Find each line below containing the word "CodeWrap" and copy it.
*** Records shown Section Begins ***
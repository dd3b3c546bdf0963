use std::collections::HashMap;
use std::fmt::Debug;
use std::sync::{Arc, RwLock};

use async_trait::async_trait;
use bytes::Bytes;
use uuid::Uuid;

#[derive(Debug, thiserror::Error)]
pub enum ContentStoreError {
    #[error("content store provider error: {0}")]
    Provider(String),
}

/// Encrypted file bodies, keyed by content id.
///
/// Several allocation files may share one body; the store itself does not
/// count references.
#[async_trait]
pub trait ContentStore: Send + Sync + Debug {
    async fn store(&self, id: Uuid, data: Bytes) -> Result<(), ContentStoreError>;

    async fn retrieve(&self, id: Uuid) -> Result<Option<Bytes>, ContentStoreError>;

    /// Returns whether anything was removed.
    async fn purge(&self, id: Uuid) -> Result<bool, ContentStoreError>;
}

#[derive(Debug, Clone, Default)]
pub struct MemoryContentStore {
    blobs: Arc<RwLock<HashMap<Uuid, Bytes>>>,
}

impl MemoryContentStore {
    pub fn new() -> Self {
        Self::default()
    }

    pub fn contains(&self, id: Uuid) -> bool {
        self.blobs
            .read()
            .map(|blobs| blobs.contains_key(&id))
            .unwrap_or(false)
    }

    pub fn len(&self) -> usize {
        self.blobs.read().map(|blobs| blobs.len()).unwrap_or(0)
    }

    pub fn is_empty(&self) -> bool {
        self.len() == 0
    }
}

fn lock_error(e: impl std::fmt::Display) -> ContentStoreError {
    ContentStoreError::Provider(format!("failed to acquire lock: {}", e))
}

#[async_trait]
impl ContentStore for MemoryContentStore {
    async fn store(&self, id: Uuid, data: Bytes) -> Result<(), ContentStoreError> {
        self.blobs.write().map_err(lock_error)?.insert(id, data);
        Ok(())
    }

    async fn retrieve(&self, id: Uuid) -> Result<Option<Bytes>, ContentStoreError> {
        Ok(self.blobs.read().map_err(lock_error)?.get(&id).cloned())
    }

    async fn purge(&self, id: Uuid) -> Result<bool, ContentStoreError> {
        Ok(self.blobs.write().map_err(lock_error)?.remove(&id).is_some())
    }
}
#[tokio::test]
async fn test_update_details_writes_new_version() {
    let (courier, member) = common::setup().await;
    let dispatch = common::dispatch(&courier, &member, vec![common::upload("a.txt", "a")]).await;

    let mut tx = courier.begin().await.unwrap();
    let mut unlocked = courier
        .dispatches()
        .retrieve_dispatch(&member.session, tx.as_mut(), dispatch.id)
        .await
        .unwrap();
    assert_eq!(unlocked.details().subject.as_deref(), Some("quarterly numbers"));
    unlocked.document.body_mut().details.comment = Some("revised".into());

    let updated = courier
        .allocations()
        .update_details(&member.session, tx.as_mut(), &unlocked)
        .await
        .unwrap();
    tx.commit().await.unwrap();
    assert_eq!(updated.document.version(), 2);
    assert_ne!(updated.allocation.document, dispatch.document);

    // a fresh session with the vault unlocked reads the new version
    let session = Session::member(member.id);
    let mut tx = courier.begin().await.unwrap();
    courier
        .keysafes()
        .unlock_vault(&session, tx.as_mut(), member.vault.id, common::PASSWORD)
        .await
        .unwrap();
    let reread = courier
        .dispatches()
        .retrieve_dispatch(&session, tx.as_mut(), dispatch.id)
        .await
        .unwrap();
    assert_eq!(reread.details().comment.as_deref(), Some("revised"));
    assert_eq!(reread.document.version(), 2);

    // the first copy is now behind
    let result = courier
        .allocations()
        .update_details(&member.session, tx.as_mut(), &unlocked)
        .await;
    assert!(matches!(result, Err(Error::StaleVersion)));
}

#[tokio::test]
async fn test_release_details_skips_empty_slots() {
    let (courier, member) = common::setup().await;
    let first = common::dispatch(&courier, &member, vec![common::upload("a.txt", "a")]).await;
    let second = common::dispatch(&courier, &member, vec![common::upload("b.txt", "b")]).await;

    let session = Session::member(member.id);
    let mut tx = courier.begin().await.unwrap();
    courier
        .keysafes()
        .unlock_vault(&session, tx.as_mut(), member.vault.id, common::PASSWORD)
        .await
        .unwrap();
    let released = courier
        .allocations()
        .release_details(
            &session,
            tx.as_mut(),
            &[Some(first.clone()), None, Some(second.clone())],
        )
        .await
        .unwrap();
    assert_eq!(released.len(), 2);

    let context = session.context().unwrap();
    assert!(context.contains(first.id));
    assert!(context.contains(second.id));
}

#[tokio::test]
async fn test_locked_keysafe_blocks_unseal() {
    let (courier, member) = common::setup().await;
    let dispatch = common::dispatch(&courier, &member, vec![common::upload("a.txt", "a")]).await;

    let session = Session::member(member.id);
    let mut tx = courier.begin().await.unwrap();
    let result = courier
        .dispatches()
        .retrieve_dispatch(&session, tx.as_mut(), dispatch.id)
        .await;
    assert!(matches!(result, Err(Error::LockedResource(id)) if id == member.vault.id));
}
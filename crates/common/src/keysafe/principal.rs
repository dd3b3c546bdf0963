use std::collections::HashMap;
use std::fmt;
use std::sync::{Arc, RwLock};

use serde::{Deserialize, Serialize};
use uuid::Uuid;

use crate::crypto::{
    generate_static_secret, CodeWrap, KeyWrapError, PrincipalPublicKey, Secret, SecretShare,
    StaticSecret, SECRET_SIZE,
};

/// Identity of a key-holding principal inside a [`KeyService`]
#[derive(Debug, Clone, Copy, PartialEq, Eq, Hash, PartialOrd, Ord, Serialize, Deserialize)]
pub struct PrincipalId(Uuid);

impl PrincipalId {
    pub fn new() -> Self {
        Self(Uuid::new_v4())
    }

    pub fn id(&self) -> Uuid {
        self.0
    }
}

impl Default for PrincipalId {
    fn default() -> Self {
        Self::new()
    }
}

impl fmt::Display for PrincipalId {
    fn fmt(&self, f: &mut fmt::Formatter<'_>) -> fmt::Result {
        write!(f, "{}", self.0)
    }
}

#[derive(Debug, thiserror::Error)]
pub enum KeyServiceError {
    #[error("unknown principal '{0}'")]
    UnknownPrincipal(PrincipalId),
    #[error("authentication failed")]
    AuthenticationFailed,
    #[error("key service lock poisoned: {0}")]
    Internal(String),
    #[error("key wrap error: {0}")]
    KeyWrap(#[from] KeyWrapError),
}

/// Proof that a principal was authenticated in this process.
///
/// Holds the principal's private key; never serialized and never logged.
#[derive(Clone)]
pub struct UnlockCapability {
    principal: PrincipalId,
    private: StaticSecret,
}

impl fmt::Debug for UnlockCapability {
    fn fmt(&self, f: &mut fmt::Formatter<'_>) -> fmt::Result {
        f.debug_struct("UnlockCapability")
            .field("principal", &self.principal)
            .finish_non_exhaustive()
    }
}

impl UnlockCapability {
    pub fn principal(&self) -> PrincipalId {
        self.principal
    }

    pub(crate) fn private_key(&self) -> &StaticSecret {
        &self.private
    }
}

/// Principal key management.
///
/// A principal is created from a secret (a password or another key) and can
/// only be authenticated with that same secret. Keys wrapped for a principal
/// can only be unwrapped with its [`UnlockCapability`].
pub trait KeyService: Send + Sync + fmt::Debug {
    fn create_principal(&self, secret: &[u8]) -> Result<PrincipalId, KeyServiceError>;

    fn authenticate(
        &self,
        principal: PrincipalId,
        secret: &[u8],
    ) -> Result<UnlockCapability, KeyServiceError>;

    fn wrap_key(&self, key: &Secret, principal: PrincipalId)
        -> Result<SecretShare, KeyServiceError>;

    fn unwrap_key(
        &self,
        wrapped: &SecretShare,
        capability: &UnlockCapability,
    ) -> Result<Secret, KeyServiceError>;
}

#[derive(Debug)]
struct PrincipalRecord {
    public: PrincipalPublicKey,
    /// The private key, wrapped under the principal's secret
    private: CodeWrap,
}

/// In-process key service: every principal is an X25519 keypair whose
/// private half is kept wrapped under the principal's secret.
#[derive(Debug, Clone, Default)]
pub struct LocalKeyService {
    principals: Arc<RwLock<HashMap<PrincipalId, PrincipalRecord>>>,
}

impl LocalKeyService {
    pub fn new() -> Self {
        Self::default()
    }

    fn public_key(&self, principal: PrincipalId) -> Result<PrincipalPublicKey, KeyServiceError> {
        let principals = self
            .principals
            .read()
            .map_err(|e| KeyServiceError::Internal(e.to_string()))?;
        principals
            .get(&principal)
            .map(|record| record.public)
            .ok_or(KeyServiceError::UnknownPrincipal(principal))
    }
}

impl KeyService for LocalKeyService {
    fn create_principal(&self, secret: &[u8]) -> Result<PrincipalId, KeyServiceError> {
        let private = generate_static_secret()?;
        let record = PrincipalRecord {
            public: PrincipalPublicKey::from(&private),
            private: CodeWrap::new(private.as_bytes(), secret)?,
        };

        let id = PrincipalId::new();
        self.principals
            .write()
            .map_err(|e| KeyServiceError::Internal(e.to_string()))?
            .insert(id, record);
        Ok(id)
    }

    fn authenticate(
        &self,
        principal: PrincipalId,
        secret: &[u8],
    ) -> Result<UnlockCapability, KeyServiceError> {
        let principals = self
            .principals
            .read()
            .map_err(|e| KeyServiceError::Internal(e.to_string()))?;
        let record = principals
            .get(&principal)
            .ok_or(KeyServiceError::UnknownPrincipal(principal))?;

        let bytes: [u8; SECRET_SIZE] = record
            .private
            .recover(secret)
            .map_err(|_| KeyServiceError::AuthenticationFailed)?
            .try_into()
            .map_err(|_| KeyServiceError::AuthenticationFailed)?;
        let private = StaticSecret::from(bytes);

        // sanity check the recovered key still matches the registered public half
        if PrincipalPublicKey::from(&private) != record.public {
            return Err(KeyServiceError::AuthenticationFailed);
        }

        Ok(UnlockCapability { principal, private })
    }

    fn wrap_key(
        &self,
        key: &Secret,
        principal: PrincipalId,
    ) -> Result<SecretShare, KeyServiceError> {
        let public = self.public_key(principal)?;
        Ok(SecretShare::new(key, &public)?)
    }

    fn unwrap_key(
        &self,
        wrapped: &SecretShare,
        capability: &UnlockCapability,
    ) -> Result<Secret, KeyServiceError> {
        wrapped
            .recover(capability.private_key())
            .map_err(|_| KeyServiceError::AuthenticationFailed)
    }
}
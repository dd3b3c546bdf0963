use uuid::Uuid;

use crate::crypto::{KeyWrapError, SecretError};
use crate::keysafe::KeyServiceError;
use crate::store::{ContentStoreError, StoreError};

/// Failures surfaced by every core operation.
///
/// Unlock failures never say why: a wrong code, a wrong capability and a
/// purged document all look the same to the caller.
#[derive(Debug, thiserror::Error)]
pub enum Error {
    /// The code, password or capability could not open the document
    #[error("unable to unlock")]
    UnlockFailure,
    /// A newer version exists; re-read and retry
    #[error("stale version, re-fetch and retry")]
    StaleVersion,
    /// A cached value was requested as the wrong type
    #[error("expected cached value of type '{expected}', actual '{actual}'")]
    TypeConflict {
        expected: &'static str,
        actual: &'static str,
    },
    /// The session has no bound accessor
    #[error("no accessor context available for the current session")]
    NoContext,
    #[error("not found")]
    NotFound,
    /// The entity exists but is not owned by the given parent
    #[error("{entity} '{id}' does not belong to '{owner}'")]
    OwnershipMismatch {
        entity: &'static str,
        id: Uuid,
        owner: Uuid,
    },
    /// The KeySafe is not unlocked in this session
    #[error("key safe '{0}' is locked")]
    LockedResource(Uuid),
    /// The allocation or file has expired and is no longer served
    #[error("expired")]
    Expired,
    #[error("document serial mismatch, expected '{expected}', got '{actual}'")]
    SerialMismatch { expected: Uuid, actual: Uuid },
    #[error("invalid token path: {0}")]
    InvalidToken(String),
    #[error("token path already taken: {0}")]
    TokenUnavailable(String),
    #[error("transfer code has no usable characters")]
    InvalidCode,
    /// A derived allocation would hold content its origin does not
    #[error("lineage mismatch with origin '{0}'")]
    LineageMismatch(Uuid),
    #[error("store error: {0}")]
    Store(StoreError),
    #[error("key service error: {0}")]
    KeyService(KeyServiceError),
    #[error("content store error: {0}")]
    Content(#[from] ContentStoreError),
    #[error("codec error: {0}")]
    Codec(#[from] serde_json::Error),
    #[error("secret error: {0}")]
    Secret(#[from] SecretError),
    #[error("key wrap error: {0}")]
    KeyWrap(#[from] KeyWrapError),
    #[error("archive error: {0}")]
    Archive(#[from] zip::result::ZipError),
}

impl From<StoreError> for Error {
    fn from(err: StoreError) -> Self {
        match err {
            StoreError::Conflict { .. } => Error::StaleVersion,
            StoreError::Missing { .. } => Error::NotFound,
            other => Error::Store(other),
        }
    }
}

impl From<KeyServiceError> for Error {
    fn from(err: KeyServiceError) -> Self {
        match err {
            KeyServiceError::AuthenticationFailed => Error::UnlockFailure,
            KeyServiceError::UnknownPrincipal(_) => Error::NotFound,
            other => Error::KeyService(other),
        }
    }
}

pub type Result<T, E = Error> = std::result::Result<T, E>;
*** Records shown Section Ends ***
# Exercise answer:
    generate_static_secret, CodeWrap, KeyWrapError, PrincipalPublicKey, Secret, SecretShare,
    private: CodeWrap,
            private: CodeWrap::new(private.as_bytes(), secret)?,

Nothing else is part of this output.